*WORK ITEM*
Print nothing except the lines of the listing below from the line with "OffsetDateTime::from(time)" to the line with "to be sponsored.", each exactly as written, both ends included.

[[ SUPPLIED MATERIAL open ]]

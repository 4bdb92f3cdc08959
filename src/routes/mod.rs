use axum::Router;

use crate::state::SharedState;

pub mod docs;
pub mod health;
pub mod quiz;
pub mod sponsor;
pub mod websocket;

/// Compose all route trees, wiring in shared state and documentation routes.
pub fn router(state: SharedState) -> Router<()> {
    let api_router = health::router()
        .merge(quiz::router())
        .merge(sponsor::router())
        .merge(websocket::router());

    let docs_router = docs::router(state.clone());

    api_router.merge(docs_router).with_state(state)
}
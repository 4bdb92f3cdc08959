//! Dump the generated OpenAPI document to stdout.

use quiz_live_back::services::documentation::ApiDoc;
use utoipa::OpenApi;

fn main() {
    let doc = ApiDoc::openapi();
    println!("{}", doc.to_pretty_json().unwrap());
}
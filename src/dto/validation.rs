//! Validation helpers for DTOs.

use validator::ValidationError;

/// Maximum accepted length for participant addresses and room identifiers.
const MAX_IDENTIFIER_LEN: usize = 128;

/// Validates that a participant address is a non-empty printable token.
///
/// Addresses are opaque external identities (wallet-style strings such as
/// `0xA1b2...`); the backend only requires that they are non-empty, free of
/// whitespace, and reasonably bounded.
pub fn validate_address(address: &str) -> Result<(), ValidationError> {
    if address.is_empty() || address.len() > MAX_IDENTIFIER_LEN {
        let mut err = ValidationError::new("address_length");
        err.message = Some(
            format!("Address must be between 1 and {MAX_IDENTIFIER_LEN} characters").into(),
        );
        return Err(err);
    }

    if address.chars().any(char::is_whitespace) {
        let mut err = ValidationError::new("address_format");
        err.message = Some("Address must not contain whitespace".into());
        return Err(err);
    }

    Ok(())
}

/// Validates a client-supplied room identifier.
///
/// Identifiers become map keys and channel names, so they must be non-empty,
/// whitespace-free, and bounded.
pub fn validate_room_id(id: &str) -> Result<(), ValidationError> {
    if id.is_empty() || id.len() > MAX_IDENTIFIER_LEN {
        let mut err = ValidationError::new("room_id_length");
        err.message = Some(
            format!("Room identifier must be between 1 and {MAX_IDENTIFIER_LEN} characters")
                .into(),
        );
        return Err(err);
    }

    if id.chars().any(char::is_whitespace) {
        let mut err = ValidationError::new("room_id_format");
        err.message = Some("Room identifier must not contain whitespace".into());
        return Err(err);
    }

    Ok(())
}

#[cfg(test)]
mod tests {
    use super::*;

    #[test]
    fn test_validate_address_valid() {
        assert!(validate_address("0xA").is_ok());
        assert!(validate_address("0xdeadbeef0001").is_ok());
        assert!(validate_address("alice").is_ok());
    }

    #[test]
    fn test_validate_address_invalid() {
        assert!(validate_address("").is_err());
        assert!(validate_address("0x dead").is_err());
        assert!(validate_address(&"a".repeat(129)).is_err());
    }

    #[test]
    fn test_validate_room_id() {
        assert!(validate_room_id("quiz_1700000000000_abc123xyz").is_ok());
        assert!(validate_room_id("r1").is_ok());
        assert!(validate_room_id("").is_err());
        assert!(validate_room_id("has space").is_err());
    }
}
//! REST-facing metadata operations over the quiz room registry.

use tracing::info;

use crate::{
    dto::quiz::{CreateQuizRequest, QuizPatch, QuizSummary},
    error::ServiceError,
    state::{SharedState, room},
};

/// List every quiz marked public, oldest first.
pub async fn list_public_quizzes(state: &SharedState) -> Vec<QuizSummary> {
    let mut summaries = Vec::new();
    for handle in state.registry().rooms() {
        let guard = handle.lock().await;
        if guard.is_public {
            summaries.push(QuizSummary::from(&*guard));
        }
    }
    // The registry map is unordered; creation time gives a stable listing.
    summaries.sort_by_key(|summary| summary.created_at);
    summaries
}

/// Fetch one quiz record by identifier.
pub async fn get_quiz(state: &SharedState, id: &str) -> Result<QuizSummary, ServiceError> {
    let handle = state
        .registry()
        .get(id)
        .ok_or_else(|| ServiceError::NotFound(format!("quiz `{id}` not found")))?;
    let guard = handle.lock().await;
    Ok(QuizSummary::from(&*guard))
}

/// Create a quiz record, or merge metadata into an existing one.
///
/// When the client supplies no identifier a collision-resistant one is
/// generated.
pub async fn create_quiz(state: &SharedState, request: CreateQuizRequest) -> QuizSummary {
    let CreateQuizRequest { id, fields } = request;
    let id = id.unwrap_or_else(room::generate_room_id);

    let handle = state.registry().get_or_create(&id);
    let summary = {
        let mut guard = handle.lock().await;
        fields.apply(&mut guard);
        QuizSummary::from(&*guard)
    };

    info!(quiz_id = %id, "quiz created");
    summary
}

/// Merge metadata fields into an existing quiz record.
pub async fn update_quiz(
    state: &SharedState,
    id: &str,
    fields: QuizPatch,
) -> Result<QuizSummary, ServiceError> {
    let handle = state
        .registry()
        .get(id)
        .ok_or_else(|| ServiceError::NotFound(format!("quiz `{id}` not found")))?;

    let mut guard = handle.lock().await;
    fields.apply(&mut guard);
    Ok(QuizSummary::from(&*guard))
}

#[cfg(test)]
mod tests {
    use super::*;
    use crate::config::AppConfig;
    use crate::state::AppState;

    fn patch(json: &str) -> QuizPatch {
        serde_json::from_str(json).unwrap()
    }

    #[tokio::test]
    async fn create_generates_prefixed_identifier_when_absent() {
        let state = AppState::new(AppConfig::default());
        let summary = create_quiz(
            &state,
            CreateQuizRequest {
                id: None,
                fields: patch(r#"{"title": "Rust 101"}"#),
            },
        )
        .await;

        assert!(summary.id.starts_with("quiz_"));
        assert_eq!(summary.title.as_deref(), Some("Rust 101"));
        assert!(state.registry().get(&summary.id).is_some());
    }

    #[tokio::test]
    async fn create_with_existing_id_merges_instead_of_clobbering() {
        let state = AppState::new(AppConfig::default());
        create_quiz(
            &state,
            CreateQuizRequest {
                id: Some("r1".into()),
                fields: patch(r#"{"title": "First", "isPublic": true}"#),
            },
        )
        .await;
        let merged = create_quiz(
            &state,
            CreateQuizRequest {
                id: Some("r1".into()),
                fields: patch(r#"{"description": "second call"}"#),
            },
        )
        .await;

        assert_eq!(merged.title.as_deref(), Some("First"));
        assert_eq!(merged.description.as_deref(), Some("second call"));
        assert!(merged.is_public);
    }

    #[tokio::test]
    async fn listing_only_returns_public_quizzes() {
        let state = AppState::new(AppConfig::default());
        create_quiz(
            &state,
            CreateQuizRequest {
                id: Some("public".into()),
                fields: patch(r#"{"isPublic": true}"#),
            },
        )
        .await;
        create_quiz(
            &state,
            CreateQuizRequest {
                id: Some("private".into()),
                fields: patch("{}"),
            },
        )
        .await;

        let listed = list_public_quizzes(&state).await;
        assert_eq!(listed.len(), 1);
        assert_eq!(listed[0].id, "public");
    }

    #[tokio::test]
    async fn update_missing_quiz_reports_not_found() {
        let state = AppState::new(AppConfig::default());
        let err = update_quiz(&state, "ghost", patch(r#"{"title": "x"}"#))
            .await
            .unwrap_err();
        assert!(matches!(err, ServiceError::NotFound(_)));
    }
}
use std::time::SystemTime;
use time::{OffsetDateTime, format_description::well_known::Rfc3339};

pub mod health;
pub mod quiz;
pub mod sponsor;
pub mod validation;
pub mod ws;

/// Render a system time as RFC-3339 for human-facing payloads.
pub(crate) fn format_system_time(time: SystemTime) -> String {
    OffsetDateTime::from(time)
        .format(&Rfc3339)
        .unwrap_or_else(|_| "invalid-timestamp".into())
}

/// Current unix time in milliseconds, the protocol's clock unit.
pub(crate) fn unix_timestamp_ms() -> i64 {
    (OffsetDateTime::now_utc().unix_timestamp_nanos() / 1_000_000) as i64
}
//! Outbound fan-out helpers for the quiz WebSocket protocol.

use tracing::warn;
use uuid::Uuid;

use crate::{dto::ws::ServerMessage, state::SharedState};

/// Fan a server message out to every subscriber of `room_id`.
///
/// Serialization happens once here; delivery is fire-and-forget and must only
/// be invoked after the state change it reports has been committed.
pub fn broadcast_to_room(state: &SharedState, room_id: &str, message: &ServerMessage) {
    match serde_json::to_string(message) {
        Ok(frame) => state.channels().broadcast(room_id, frame),
        Err(err) => warn!(room_id, error = %err, "failed to serialize broadcast payload"),
    }
}

/// Deliver a server message to a single connection.
///
/// Used for the join snapshot and for failure reports addressed to one
/// client. A vanished connection is logged and otherwise ignored.
pub fn send_to_connection(state: &SharedState, connection_id: Uuid, message: &ServerMessage) {
    match serde_json::to_string(message) {
        Ok(frame) => {
            if !state.send_to_connection(connection_id, frame) {
                warn!(%connection_id, "targeted send skipped: connection gone");
            }
        }
        Err(err) => {
            warn!(%connection_id, error = %err, "failed to serialize targeted payload");
        }
    }
}
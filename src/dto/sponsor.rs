//! Request/response shapes for the sponsorship proxy endpoints.
//!
//! The backend forwards these payloads to the external signing service and
//! never inspects or constructs transactions itself.

use serde::{Deserialize, Serialize};
use serde_json::Value;
use utoipa::ToSchema;

/// Payload accepted by `POST /api/sponsor-transaction`.
#[derive(Debug, Clone, Deserialize, ToSchema)]
#[serde(rename_all = "camelCase")]
pub struct SponsorTransactionRequest {
    /// Serialized transaction block to be sponsored.
    pub transaction_block_kind_bytes: String,
    /// Authentication token forwarded verbatim to the sponsorship service.
    pub zklogin_jwt: String,
    /// Target network; defaults to `testnet` when omitted.
    pub network: Option<String>,
}

/// Result returned once the sponsorship service accepts a transaction.
#[derive(Debug, Serialize, ToSchema)]
#[serde(rename_all = "camelCase")]
pub struct SponsorTransactionResponse {
    /// Always `true` on the success path; failures become error responses.
    pub success: bool,
    /// Sponsored transaction bytes returned by the service.
    pub transaction_bytes: String,
    /// Digest identifying the sponsored transaction.
    pub digest: String,
}

/// Payload accepted by `POST /api/sign-sponsored-transaction/{digest}`.
#[derive(Debug, Clone, Deserialize, ToSchema)]
#[serde(rename_all = "camelCase")]
pub struct SignSponsoredRequest {
    /// User signature over the sponsored transaction.
    pub signature: String,
}

/// Result returned once the sponsored transaction has been signed.
#[derive(Debug, Serialize, ToSchema)]
#[serde(rename_all = "camelCase")]
pub struct SignSponsoredResponse {
    /// Always `true` on the success path; failures become error responses.
    pub success: bool,
    /// Opaque signed-transaction record returned by the service.
    pub sponsored_transaction: Value,
}

/// Body forwarded to the sponsorship service's sponsor endpoint.
#[derive(Debug, Serialize)]
#[serde(rename_all = "camelCase")]
pub(crate) struct SponsorUpstreamRequest {
    pub network: String,
    pub transaction_block_kind_bytes: String,
}

/// Body forwarded to the sponsorship service's signing endpoint.
#[derive(Debug, Serialize)]
pub(crate) struct SignUpstreamRequest {
    pub signature: String,
}

/// Fields read back from the sponsorship service's sponsor endpoint.
#[derive(Debug, Deserialize)]
#[serde(rename_all = "camelCase")]
pub(crate) struct SponsorUpstreamResponse {
    pub transaction_bytes: String,
    pub digest: String,
}

/// Fields read back from the sponsorship service's signing endpoint.
#[derive(Debug, Deserialize)]
#[serde(rename_all = "camelCase")]
pub(crate) struct SignUpstreamResponse {
    pub sponsored_transaction: Value,
}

[[ SUPPLIED MATERIAL closed ]]

*OUTPUT OF THE TASK*
    OffsetDateTime::from(time)
        .format(&Rfc3339)
        .unwrap_or_else(|_| "invalid-timestamp".into())
}

/// Current unix time in milliseconds, the protocol's clock unit.
pub(crate) fn unix_timestamp_ms() -> i64 {
    (OffsetDateTime::now_utc().unix_timestamp_nanos() / 1_000_000) as i64
}
//! Outbound fan-out helpers for the quiz WebSocket protocol.

use tracing::warn;
use uuid::Uuid;

use crate::{dto::ws::ServerMessage, state::SharedState};

/// Fan a server message out to every subscriber of `room_id`.
///
/// Serialization happens once here; delivery is fire-and-forget and must only
/// be invoked after the state change it reports has been committed.
pub fn broadcast_to_room(state: &SharedState, room_id: &str, message: &ServerMessage) {
    match serde_json::to_string(message) {
        Ok(frame) => state.channels().broadcast(room_id, frame),
        Err(err) => warn!(room_id, error = %err, "failed to serialize broadcast payload"),
    }
}

/// Deliver a server message to a single connection.
///
/// Used for the join snapshot and for failure reports addressed to one
/// client. A vanished connection is logged and otherwise ignored.
pub fn send_to_connection(state: &SharedState, connection_id: Uuid, message: &ServerMessage) {
    match serde_json::to_string(message) {
        Ok(frame) => {
            if !state.send_to_connection(connection_id, frame) {
                warn!(%connection_id, "targeted send skipped: connection gone");
            }
        }
        Err(err) => {
            warn!(%connection_id, error = %err, "failed to serialize targeted payload");
        }
    }
}
filename src/dto/sponsor.rs
//! Request/response shapes for the sponsorship proxy endpoints.
//!
//! The backend forwards these payloads to the external signing service and
//! never inspects or constructs transactions itself.

use serde::{Deserialize, Serialize};
use serde_json::Value;
use utoipa::ToSchema;

/// Payload accepted by `POST /api/sponsor-transaction`.
#[derive(Debug, Clone, Deserialize, ToSchema)]
#[serde(rename_all = "camelCase")]
pub struct SponsorTransactionRequest {
    /// Serialized transaction block to be sponsored.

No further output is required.